UNCOVERING THE HIDDEN PREJUDICE THAT SHAPES WHAT WE SEE, THINK, AND DO

Compelling and provocative, this is a game-changing book about how unconscious racial bias impacts our society and what each...

An internationally renowned expert on implicit racial bias breaks down the science behind our prejudices and their influence in nearly all areas of society and culture.

MacArthur Fellow Eberhardt (Psychology/Stanford Univ.; co-editor: Confronting Racism, 1998) challenges the idea that addressing bias is merely a personal choice. Rather, “it is a social agenda, a moral stance.” Relying on her neuroscientific research, consulting work, and personal anecdotes, the author astutely examines how stereotypes influence our perceptions, thoughts, and actions. Stereotypes, such as “the association of black people and crime,” are shaped by media, history, culture, and our families. A leader in the law enforcement training movement, Eberhardt recounts high-profile cases of police shooting unarmed black people, and she documents her own fears as a mother of three black sons. Though “more than 99 percent of police contacts happen with no police use of force at all,” black people are stopped by police disproportionately and are more likely to suffer physical violence.
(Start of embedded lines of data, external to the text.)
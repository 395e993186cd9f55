//! Feedback REST API Server
//!
//! Serves the feedback form and admin dashboard endpoints.
//!
//! ## Usage
//!
//! ```bash
//! # In-memory store
//! GEMINI_API_KEY=... cargo run --bin feedback_server
//!
//! # Postgres store
//! DATABASE_URL=postgresql://localhost/feedback cargo run --bin feedback_server --features database
//!
//! curl -X POST http://localhost:3001/api/feedback/submit \
//!   -H "Content-Type: application/json" \
//!   -d '{"rating": 4, "review": "Great coffee, slow service"}'
//!
//! curl http://localhost:3001/api/feedback/admin/submissions?rating=4
//! curl http://localhost:3001/api/feedback/admin/stats
//! curl -X POST http://localhost:3001/api/admin/chat \
//!   -H "Content-Type: application/json" \
//!   -d '{"message": "What do customers complain about most?"}'
//! ```

use std::net::SocketAddr;
use std::sync::Arc;

use anyhow::Context;
use tracing::{info, warn};
use tracing_subscriber::EnvFilter;

use feedback_enrich::ai::gemini::GeminiClient;
use feedback_enrich::ai::{DisabledClient, GenerationClient, LlmClient};
use feedback_enrich::api::{create_router, AppState};
use feedback_enrich::config::AppConfig;
use feedback_enrich::database::{FeedbackStore, InMemoryFeedbackStore};

#[tokio::main]
async fn main() -> anyhow::Result<()> {
    // Load environment variables
    dotenvy::dotenv().ok();

    // Initialize tracing
    tracing_subscriber::fmt()
        .with_env_filter(
            EnvFilter::try_from_default_env()
                .unwrap_or_else(|_| EnvFilter::new("feedback_enrich=info,tower_http=debug")),
        )
        .init();

    let config = AppConfig::from_env().context("invalid configuration")?;

    let provider: Arc<dyn LlmClient> = if config.ai.has_api_key() {
        Arc::new(GeminiClient::new(config.ai.clone())?)
    } else {
        warn!("GEMINI_API_KEY not set, every generated field will use its fallback text");
        Arc::new(DisabledClient)
    };
    let client = GenerationClient::new(provider).with_timeout(config.ai.timeout());
    info!(
        provider = client.provider_name(),
        model = client.model_name(),
        timeout_secs = config.ai.timeout_seconds,
        "generation client ready"
    );

    let store = connect_store(&config).await?;
    info!(backend = store.backend_name(), "feedback store ready");

    let state = AppState::new(client, store, config.insight_context_limit);
    let app = create_router(state, &config.cors_origin)?;

    let addr = SocketAddr::from(([0, 0, 0, 0], config.port));
    info!("Starting server on {}", addr);

    let listener = tokio::net::TcpListener::bind(addr)
        .await
        .with_context(|| format!("failed to bind {}", addr))?;
    axum::serve(listener, app).await?;

    Ok(())
}

#[cfg(feature = "database")]
async fn connect_store(config: &AppConfig) -> anyhow::Result<Arc<dyn FeedbackStore>> {
    use feedback_enrich::database::PgFeedbackStore;
    use sqlx::postgres::PgPoolOptions;

    let Some(url) = config.database_url.as_deref() else {
        return Ok(Arc::new(InMemoryFeedbackStore::new()));
    };

    info!("Connecting to database");
    let pool = PgPoolOptions::new()
        .max_connections(10)
        .connect(url)
        .await
        .context("failed to connect to DATABASE_URL")?;

    let store = PgFeedbackStore::new(pool);
    store.ensure_schema().await?;
    Ok(Arc::new(store))
}

#[cfg(not(feature = "database"))]
async fn connect_store(config: &AppConfig) -> anyhow::Result<Arc<dyn FeedbackStore>> {
    if config.database_url.is_some() {
        warn!("DATABASE_URL is set but the `database` feature is off, using the in-memory store");
    }
    Ok(Arc::new(InMemoryFeedbackStore::new()))
}
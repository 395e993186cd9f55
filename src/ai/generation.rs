//! Timed, time-bounded generation calls
//!
//! Wraps a provider so that every call is measured and cut off after the
//! configured timeout. A timeout is reported like any other provider failure.

use std::sync::Arc;
use std::time::{Duration, Instant};

use tracing::{debug, warn};

use super::{AiError, AiResult, LlmClient, DEFAULT_TIMEOUT_SECONDS};

/// Generation client used by the enrichment and insight pipelines
#[derive(Clone)]
pub struct GenerationClient {
    provider: Arc<dyn LlmClient>,
    timeout: Duration,
}

impl GenerationClient {
    pub fn new(provider: Arc<dyn LlmClient>) -> Self {
        Self {
            provider,
            timeout: Duration::from_secs(DEFAULT_TIMEOUT_SECONDS),
        }
    }

    pub fn with_timeout(mut self, timeout: Duration) -> Self {
        self.timeout = timeout;
        self
    }

    pub fn timeout(&self) -> Duration {
        self.timeout
    }

    pub fn provider_name(&self) -> &str {
        self.provider.provider_name()
    }

    pub fn model_name(&self) -> &str {
        self.provider.model_name()
    }

    /// Single generation call
    pub async fn generate(&self, prompt: &str) -> AiResult<String> {
        self.generate_for("generic", prompt).await
    }

    /// Single generation call, tagged with what it produces for the timing log
    pub async fn generate_for(&self, artifact: &str, prompt: &str) -> AiResult<String> {
        let started = Instant::now();
        let outcome = match tokio::time::timeout(self.timeout, self.provider.generate(prompt)).await
        {
            Ok(result) => result,
            Err(_) => Err(AiError::Timeout(self.timeout)),
        };
        let elapsed_ms = started.elapsed().as_millis() as u64;

        match &outcome {
            Ok(text) => debug!(
                provider = self.provider.provider_name(),
                model = self.provider.model_name(),
                artifact,
                elapsed_ms,
                response_len = text.len(),
                "generation completed"
            ),
            Err(e) => warn!(
                provider = self.provider.provider_name(),
                model = self.provider.model_name(),
                artifact,
                elapsed_ms,
                error = %e,
                "generation failed"
            ),
        }

        outcome
    }
}

impl std::fmt::Debug for GenerationClient {
    fn fmt(&self, f: &mut std::fmt::Formatter<'_>) -> std::fmt::Result {
        f.debug_struct("GenerationClient")
            .field("provider", &self.provider.provider_name())
            .field("model", &self.provider.model_name())
            .field("timeout", &self.timeout)
            .finish()
    }
}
Only a tiny fraction of officers involved in questionable shootings are prosecuted, and convictions are rare. Through her work, the author teaches officers to understand how their biases inform their interactions with the communities they are charged with protecting and serving. She shares informative case studies from her work with Airbnb and Nextdoor, an online information-sharing platform for neighbors, when bias among the sites’ users led to racial profiling and discrimination. Eberhardt also looks at bias in the criminal justice system, education, housing and immigration, and the workplace. A chapter on her visit to the University of Virginia after the 2017 white nationalist rally in Charlottesville is, much like the book as a whole, simultaneously scholarly illuminating, and heartbreaking. Throughout, Eberhardt makes it clear that diversity is not enough. Only through the hard work of recognizing our biases and controlling them can we “free ourselves from the tight grip of history.”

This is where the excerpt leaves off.